We travel to Morocco where we were hosted by the Montresso* Foundation in Marrakesh. In partnership with the 1-54 Contemporary African Art Fair programme, the Foundation presented ‘In Discipline #2’, an ongoing residency programme and exhibition. The in-residence artists’ studios and an impressive museum and exhibition venue are set in the Jardin Rouge with unobstructed views of the Atlas Mountains. This year’s edition of ‘In Discipline #2’ showcased works by the five invited artists from Côte d’ Ivoire and was curated by Yacouba Konaté, illustrating the lingering effects and the omnipresent cloud of Empire.

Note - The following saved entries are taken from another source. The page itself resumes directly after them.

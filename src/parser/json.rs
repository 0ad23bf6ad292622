use std::{fmt::Display, iter::Peekable, str::CharIndices};

use serde::Serialize;

use crate::{
    ast::kinds::NodeKind,
    errors::errors::ErrorImpl,
    lexer::{keywords::Keyword, lexer::unescape_string, tokens::TokenKind},
};

use super::{
    expr::{expect_string, parse_expr},
    lookups::BindingPower,
    parser::{PResult, Parser},
    types::{parse_data_type, DataTypeFlavor},
};

/// Position inside a JSON array, counted from the front or from `last`.
#[derive(Debug, Clone, Copy, PartialEq, Eq, Serialize)]
pub enum ArrayIndex {
    Index(u64),
    /// `last - n`
    Last(u64),
}

/// One step of a JSON path.
#[derive(Debug, Clone, PartialEq, Eq, Serialize)]
pub enum JsonPathLeg {
    /// `.key` or `."key"`
    Member(String),
    /// `.*`
    MemberWildcard,
    /// `[n]`, `[last]`, `[last-n]`
    Index(ArrayIndex),
    /// `[m to n]`
    Range(ArrayIndex, ArrayIndex),
    /// `[*]`
    IndexWildcard,
    /// `**`
    DoubleWildcard,
}

impl Display for ArrayIndex {
    fn fmt(&self, f: &mut std::fmt::Formatter<'_>) -> std::fmt::Result {
        match self {
            ArrayIndex::Index(n) => write!(f, "{}", n),
            ArrayIndex::Last(0) => write!(f, "last"),
            ArrayIndex::Last(n) => write!(f, "last-{}", n),
        }
    }
}

impl Display for JsonPathLeg {
    fn fmt(&self, f: &mut std::fmt::Formatter<'_>) -> std::fmt::Result {
        match self {
            JsonPathLeg::Member(key) => write!(f, ".{:?}", key),
            JsonPathLeg::MemberWildcard => write!(f, ".*"),
            JsonPathLeg::Index(index) => write!(f, "[{}]", index),
            JsonPathLeg::Range(from, to) => write!(f, "[{} to {}]", from, to),
            JsonPathLeg::IndexWildcard => write!(f, "[*]"),
            JsonPathLeg::DoubleWildcard => write!(f, "**"),
        }
    }
}

struct PathCursor<'p> {
    chars: Peekable<CharIndices<'p>>,
}

impl<'p> PathCursor<'p> {
    fn new(path: &'p str) -> Self {
        PathCursor {
            chars: path.char_indices().peekable(),
        }
    }

    fn peek(&mut self) -> Option<char> {
        self.chars.peek().map(|(_, ch)| *ch)
    }

    fn bump(&mut self) -> Option<char> {
        self.chars.next().map(|(_, ch)| ch)
    }

    fn skip_whitespace(&mut self) {
        while self.peek().is_some_and(char::is_whitespace) {
            self.bump();
        }
    }

    fn eat(&mut self, expected: char) -> bool {
        if self.peek() == Some(expected) {
            self.bump();
            return true;
        }
        false
    }

    fn expect(&mut self, expected: char) -> Result<(), String> {
        match self.bump() {
            Some(ch) if ch == expected => Ok(()),
            Some(ch) => Err(format!("expected `{}` but found `{}`", expected, ch)),
            None => Err(format!("expected `{}` at the end of the path", expected)),
        }
    }

    fn eat_word(&mut self, word: &str) -> bool {
        let rest: String = self.chars.clone().take(word.len()).map(|(_, ch)| ch).collect();
        if rest.eq_ignore_ascii_case(word) {
            for _ in 0..word.len() {
                self.bump();
            }
            return true;
        }
        false
    }

    fn number(&mut self) -> Result<u64, String> {
        let mut digits = String::new();
        while let Some(ch) = self.peek().filter(char::is_ascii_digit) {
            digits.push(ch);
            self.bump();
        }
        digits
            .parse()
            .map_err(|_| String::from("array index must be a non-negative integer"))
    }

    fn array_index(&mut self) -> Result<ArrayIndex, String> {
        self.skip_whitespace();
        if self.eat_word("last") {
            self.skip_whitespace();
            if self.eat('-') {
                self.skip_whitespace();
                return Ok(ArrayIndex::Last(self.number()?));
            }
            return Ok(ArrayIndex::Last(0));
        }
        Ok(ArrayIndex::Index(self.number()?))
    }

    fn member(&mut self) -> Result<JsonPathLeg, String> {
        if self.eat('*') {
            return Ok(JsonPathLeg::MemberWildcard);
        }

        if self.eat('"') {
            let mut key = String::new();
            loop {
                match self.bump() {
                    Some('"') => break,
                    Some('\\') => match self.bump() {
                        Some(ch) => key.push(ch),
                        None => return Err(String::from("unterminated quoted member")),
                    },
                    Some(ch) => key.push(ch),
                    None => return Err(String::from("unterminated quoted member")),
                }
            }
            return Ok(JsonPathLeg::Member(key));
        }

        let mut key = String::new();
        while let Some(ch) = self.peek() {
            if ch.is_alphanumeric() || ch == '_' || ch == '$' {
                key.push(ch);
                self.bump();
            } else {
                break;
            }
        }
        if key.is_empty() || key.starts_with(|ch: char| ch.is_ascii_digit()) {
            return Err(String::from("member name must be an identifier or a quoted string"));
        }
        Ok(JsonPathLeg::Member(key))
    }

    fn array_leg(&mut self) -> Result<JsonPathLeg, String> {
        self.skip_whitespace();
        if self.eat('*') {
            self.skip_whitespace();
            self.expect(']')?;
            return Ok(JsonPathLeg::IndexWildcard);
        }

        let from = self.array_index()?;
        self.skip_whitespace();
        let leg = if self.eat_word("to") {
            let to = self.array_index()?;
            JsonPathLeg::Range(from, to)
        } else {
            JsonPathLeg::Index(from)
        };
        self.skip_whitespace();
        self.expect(']')?;
        Ok(leg)
    }
}

/// Parses the text of a JSON path (`$.a[0].*`) into its legs.
pub fn parse_json_path(path: &str) -> Result<Vec<JsonPathLeg>, String> {
    let mut cursor = PathCursor::new(path);
    cursor.skip_whitespace();
    if !cursor.eat('$') {
        return Err(String::from("a path must start with `$`"));
    }

    let mut legs = Vec::new();
    loop {
        cursor.skip_whitespace();
        let leg = match cursor.bump() {
            None => break,
            Some('.') => cursor.member()?,
            Some('[') => cursor.array_leg()?,
            Some('*') if cursor.eat('*') => JsonPathLeg::DoubleWildcard,
            Some(ch) => return Err(format!("unexpected `{}`", ch)),
        };
        legs.push(leg);
    }

    if legs.last() == Some(&JsonPathLeg::DoubleWildcard) {
        return Err(String::from("a path cannot end with `**`"));
    }

    Ok(legs)
}

/// A string token holding a JSON path, validated as it is consumed.
pub fn parse_json_path_literal(parser: &mut Parser) -> PResult {
    let checkpoint = parser.checkpoint();

    let raw = parser.current_token().value.clone();
    let no_backslash_escapes = parser.mode().no_backslash_escapes;
    if parser.current_token_kind() == TokenKind::String {
        let path = unescape_string(&raw, no_backslash_escapes);
        if let Err(message) = parse_json_path(&path) {
            return Err(parser.error_at_current(ErrorImpl::InvalidJsonPath { path, message }));
        }
    }
    expect_string(parser)?;

    parser.finish(checkpoint, NodeKind::JsonPath);
    Ok(())
}

/// `JSON_TABLE(expr, path COLUMNS (...))`
pub fn parse_json_table(parser: &mut Parser) -> PResult {
    let checkpoint = parser.checkpoint();
    parser.expect_keyword(Keyword::JsonTable)?;
    parser.expect(TokenKind::OpenParen)?;
    parse_expr(parser, BindingPower::Default)?;
    parser.expect(TokenKind::Comma)?;
    parse_json_path_literal(parser)?;
    parse_json_table_columns(parser)?;
    parser.expect(TokenKind::CloseParen)?;
    parser.finish(checkpoint, NodeKind::JsonTable);
    Ok(())
}

fn parse_json_table_columns(parser: &mut Parser) -> PResult {
    parser.nested(|parser| {
        let checkpoint = parser.checkpoint();
        parser.expect_keyword(Keyword::Columns)?;
        parser.expect(TokenKind::OpenParen)?;
        parse_json_table_column(parser)?;
        while parser.eat(TokenKind::Comma) {
            parse_json_table_column(parser)?;
        }
        parser.expect(TokenKind::CloseParen)?;
        parser.finish(checkpoint, NodeKind::JsonTableColumnList);
        Ok(())
    })
}

fn parse_json_table_column(parser: &mut Parser) -> PResult {
    let checkpoint = parser.checkpoint();

    if parser.at_keyword(Keyword::Nested) {
        parser.advance_as_keyword();
        parser.eat_keyword(Keyword::Path);
        parse_json_path_literal(parser)?;
        parse_json_table_columns(parser)?;
        parser.finish(checkpoint, NodeKind::JsonTableNestedColumns);
        return Ok(());
    }

    parser.expect_identifier()?;

    if parser.eat_keyword(Keyword::For) {
        parser.expect_keyword(Keyword::Ordinality)?;
        parser.finish(checkpoint, NodeKind::JsonTableOrdinalityColumn);
        return Ok(());
    }

    parse_data_type(parser, DataTypeFlavor::Column)?;
    parser.eat_keyword(Keyword::Exists);
    parser.expect_keyword(Keyword::Path)?;
    parse_json_path_literal(parser)?;

    for _ in 0..2 {
        if !parser.at_any_keyword(&[Keyword::Null, Keyword::Error, Keyword::Default]) {
            break;
        }
        parse_json_table_on_response(parser)?;
    }

    parser.finish(checkpoint, NodeKind::JsonTablePathColumn);
    Ok(())
}

/// `NULL | ERROR | DEFAULT 'json'` followed by `ON EMPTY` or `ON ERROR`.
fn parse_json_table_on_response(parser: &mut Parser) -> PResult {
    let checkpoint = parser.checkpoint();
    if parser.eat_keyword(Keyword::Default) {
        expect_string(parser)?;
    } else {
        parser.expect_any_keyword(&[Keyword::Null, Keyword::Error])?;
    }
    parser.expect_keyword(Keyword::On)?;
    parser.expect_any_keyword(&[Keyword::Empty, Keyword::Error])?;
    parser.finish(checkpoint, NodeKind::JsonTableOnResponse);
    Ok(())
}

While in Marrakesh we also caught up with Hassan Hajjaj and talked to him about his ‘Mi Casa Su Casa’ residency project at the Comptoir des Mines Galerie, where a group exhibition featuring young Moroccan photographers, and his work, was on display. ‘Mi Casa Su Casa’ is an ongoing project that Hajjaj has been driving to mentor and expose young Moroccan photographers work.
The hangover of colonialism, the entrenched systems and legacy of Empire are far-reaching and touch every aspect of contemporary culture today. The work showcased in the exhibitions, biennales, art fairs, talks and conferences covered in these pages, is just one of the ways artists are dealing with their own personal relationship to Empire – and collectively are committed to redressing the inequalities of the past – and writing new histories that are true and inclusive.
We hope you enjoy the issue and hope it inspires you to think a little about what Empire means to society and those close to you.